> **Problem to work on**
Pull out each line of the records holding the string "cluster".

>>>>>

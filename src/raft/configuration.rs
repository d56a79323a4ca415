use serde::{Deserialize, Serialize};
use std::collections::BTreeSet;

use super::types::{LogIndex, NodeId, Term};

#[derive(Debug, Clone, Copy, Serialize, Deserialize, PartialEq, Eq, Hash, PartialOrd, Ord)]
pub enum MemberType {
    /// Votes and counts toward quorum
    Active,
    /// Receives replication only
    Passive,
}

/// A cluster member. Never mutated in place: membership changes produce a new `Configuration`.
#[derive(Debug, Clone, Serialize, Deserialize, PartialEq, Eq)]
pub struct Member {
    pub id: NodeId,
    pub member_type: MemberType,
    /// Election priority, higher campaigns sooner
    pub priority: u32,
    /// Millisecond timestamp at which the member was added
    pub joined_at: u64,
}

impl Member {
    pub fn active(id: impl Into<NodeId>) -> Self {
        Self {
            id: id.into(),
            member_type: MemberType::Active,
            priority: 1,
            joined_at: 0,
        }
    }

    pub fn passive(id: impl Into<NodeId>) -> Self {
        Self {
            member_type: MemberType::Passive,
            ..Self::active(id)
        }
    }

    pub fn with_priority(self, priority: u32) -> Self {
        Self { priority, ..self }
    }

    pub fn joined_at(self, joined_at: u64) -> Self {
        Self { joined_at, ..self }
    }

    pub fn is_active(&self) -> bool {
        self.member_type == MemberType::Active
    }
}

/// Versioned membership of the cluster.
///
/// While `old_members` is non-empty the configuration is joint: every quorum
/// decision needs a majority of both the old and the new active members, so
/// two disjoint majorities can never commit conflicting entries during the
/// transition.
#[derive(Debug, Clone, Serialize, Deserialize, PartialEq, Eq)]
pub struct Configuration {
    /// Index of the entry carrying this configuration (0 for the bootstrap one)
    pub index: LogIndex,
    pub term: Term,
    pub timestamp: u64,
    pub members: Vec<Member>,
    pub old_members: Vec<Member>,
    /// Installed by force-configure, outside quorum-safe reconfiguration
    pub force: bool,
}

impl Configuration {
    pub fn new(index: LogIndex, term: Term, timestamp: u64, members: Vec<Member>) -> Self {
        Self {
            index,
            term,
            timestamp,
            members,
            old_members: Vec::new(),
            force: false,
        }
    }

    /// Bootstrap configuration, known to every member before any entry exists.
    pub fn initial(members: Vec<Member>) -> Self {
        Self::new(0, 0, 0, members)
    }

    /// Transitional configuration moving from `old` to `members`.
    pub fn joint(
        index: LogIndex,
        term: Term,
        timestamp: u64,
        old: Vec<Member>,
        members: Vec<Member>,
    ) -> Self {
        Self {
            old_members: old,
            ..Self::new(index, term, timestamp, members)
        }
    }

    pub fn forced(index: LogIndex, term: Term, timestamp: u64, members: Vec<Member>) -> Self {
        Self {
            force: true,
            ..Self::new(index, term, timestamp, members)
        }
    }

    /// Orders configurations by (term, index). Forced configurations are not
    /// journal entries, so the index alone cannot order them.
    pub fn is_newer_than(&self, other: &Configuration) -> bool {
        (self.term, self.index) > (other.term, other.index)
    }

    pub fn is_joint(&self) -> bool {
        !self.old_members.is_empty()
    }

    pub fn member(&self, id: &str) -> Option<&Member> {
        self.members
            .iter()
            .chain(self.old_members.iter())
            .find(|m| m.id == id)
    }

    pub fn contains(&self, id: &str) -> bool {
        self.member(id).is_some()
    }

    /// True if `id` votes under this configuration (in either half when joint).
    pub fn is_voter(&self, id: &str) -> bool {
        self.members
            .iter()
            .chain(self.old_members.iter())
            .any(|m| m.id == id && m.is_active())
    }

    pub fn voters(&self) -> Vec<NodeId> {
        let ids: BTreeSet<&NodeId> = self
            .members
            .iter()
            .chain(self.old_members.iter())
            .filter(|m| m.is_active())
            .map(|m| &m.id)
            .collect();
        ids.into_iter().cloned().collect()
    }

    /// Every member other than `self_id` that must receive replication.
    pub fn replication_targets(&self, self_id: &str) -> Vec<NodeId> {
        let ids: BTreeSet<&NodeId> = self
            .members
            .iter()
            .chain(self.old_members.iter())
            .filter(|m| m.id != self_id)
            .map(|m| &m.id)
            .collect();
        ids.into_iter().cloned().collect()
    }

    /// Check if the members for which `granted` holds form a quorum.
    pub fn has_quorum<F>(&self, granted: F) -> bool
    where
        F: Fn(&NodeId) -> bool,
    {
        let new_ok = has_majority(&self.members, &granted);
        if self.is_joint() {
            new_ok && has_majority(&self.old_members, &granted)
        } else {
            new_ok
        }
    }

    /// Highest index acknowledged by a quorum, given each member's match index.
    pub fn quorum_index<F>(&self, match_of: F) -> LogIndex
    where
        F: Fn(&NodeId) -> LogIndex,
    {
        let new_index = majority_index(&self.members, &match_of);
        if self.is_joint() {
            new_index.min(majority_index(&self.old_members, &match_of))
        } else {
            new_index
        }
    }

    /// Size of a majority of the new active members.
    pub fn quorum_size(&self) -> usize {
        self.members.iter().filter(|m| m.is_active()).count() / 2 + 1
    }

    /// Compares member identities and types, ignoring order and metadata.
    pub fn same_members(&self, other: &[Member]) -> bool {
        member_set(&self.members) == member_set(other) && !self.is_joint()
    }

    /// Highest priority among active members; the bar every member measures itself against.
    pub fn target_priority(&self) -> u32 {
        self.members
            .iter()
            .filter(|m| m.is_active())
            .map(|m| m.priority)
            .max()
            .unwrap_or(1)
            .max(1)
    }

    pub fn priority_of(&self, id: &str) -> Option<u32> {
        self.member(id).map(|m| m.priority)
    }

    pub(crate) fn digest(&self, crc: u32) -> u32 {
        let mut crc = crc32c::crc32c_append(crc, &self.index.to_le_bytes());
        crc = crc32c::crc32c_append(crc, &self.term.to_le_bytes());
        crc = crc32c::crc32c_append(crc, &self.timestamp.to_le_bytes());
        crc = crc32c::crc32c_append(crc, &[self.force as u8]);
        for (tag, members) in [(0u8, &self.members), (1u8, &self.old_members)] {
            for member in members {
                crc = crc32c::crc32c_append(crc, &[tag, member.member_type as u8]);
                crc = crc32c::crc32c_append(crc, member.id.as_bytes());
                crc = crc32c::crc32c_append(crc, &member.priority.to_le_bytes());
                crc = crc32c::crc32c_append(crc, &member.joined_at.to_le_bytes());
            }
        }
        crc
    }
}

fn member_set(members: &[Member]) -> BTreeSet<(&str, MemberType)> {
    members
        .iter()
        .map(|m| (m.id.as_str(), m.member_type))
        .collect()
}

fn has_majority<F>(members: &[Member], granted: &F) -> bool
where
    F: Fn(&NodeId) -> bool,
{
    let voters: Vec<&Member> = members.iter().filter(|m| m.is_active()).collect();
    if voters.is_empty() {
        return false;
    }
    let votes = voters.iter().filter(|m| granted(&m.id)).count();
    votes > voters.len() / 2
}

fn majority_index<F>(members: &[Member], match_of: &F) -> LogIndex
where
    F: Fn(&NodeId) -> LogIndex,
{
    let mut indexes: Vec<LogIndex> = members
        .iter()
        .filter(|m| m.is_active())
        .map(|m| match_of(&m.id))
        .collect();
    if indexes.is_empty() {
        return 0;
    }
    indexes.sort_unstable_by(|a, b| b.cmp(a));
    indexes[indexes.len() / 2]
}

#[cfg(test)]
mod tests {
    use super::*;
    use std::collections::HashMap;

    fn members(ids: &[&str]) -> Vec<Member> {
        ids.iter().map(|id| Member::active(*id)).collect()
    }

    #[test]
    fn test_quorum_index_simple_majority() {
        let config = Configuration::initial(members(&["a", "b", "c"]));
        let matches: HashMap<&str, LogIndex> = [("a", 10), ("b", 7), ("c", 3)].into();

        assert_eq!(config.quorum_index(|id| matches[id.as_str()]), 7);
    }

    #[test]
    fn test_joint_quorum_needs_both_halves() {
        let config = Configuration::joint(
            5,
            2,
            0,
            members(&["a", "b", "c"]),
            members(&["a", "d", "e"]),
        );
        let matches: HashMap<&str, LogIndex> =
            [("a", 9), ("b", 9), ("c", 9), ("d", 4), ("e", 2)].into();

        // Old half agrees on 9, new half only on 4
        assert_eq!(config.quorum_index(|id| matches[id.as_str()]), 4);
        assert!(!config.has_quorum(|id| matches[id.as_str()] >= 9));
        assert!(config.has_quorum(|id| matches[id.as_str()] >= 4));
    }

    #[test]
    fn test_passive_members_do_not_count() {
        let mut list = members(&["a", "b"]);
        list.push(Member::passive("p"));
        let config = Configuration::initial(list);

        assert!(!config.is_voter("p"));
        assert_eq!(config.voters(), vec!["a".to_string(), "b".to_string()]);
        assert_eq!(config.replication_targets("a"), vec!["b".to_string(), "p".to_string()]);
        assert!(!config.has_quorum(|id| id == "a" || id == "p"));
        assert!(config.has_quorum(|id| id == "a" || id == "b"));
    }

    #[test]
    fn test_same_members_ignores_order() {
        let config = Configuration::initial(members(&["a", "b", "c"]));
        assert!(config.same_members(&members(&["c", "a", "b"])));
        assert!(!config.same_members(&members(&["a", "b"])));
    }

    #[test]
    fn test_forced_configuration_orders_by_term() {
        let entry = Configuration::new(40, 3, 0, members(&["a", "b", "c"]));
        let forced = Configuration::forced(12, 4, 0, members(&["a"]));
        assert!(forced.is_newer_than(&entry));
        assert!(!entry.is_newer_than(&forced));
    }

    #[test]
    fn test_target_priority() {
        let config = Configuration::initial(vec![
            Member::active("a").with_priority(3),
            Member::active("b").with_priority(1),
            Member::passive("c").with_priority(9),
        ]);
        assert_eq!(config.target_priority(), 3);
        assert_eq!(config.priority_of("b"), Some(1));
    }
}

<<<<<

> **Answer area**
/// A cluster member. Never mutated in place: membership changes produce a new `Configuration`.
/// Versioned membership of the cluster.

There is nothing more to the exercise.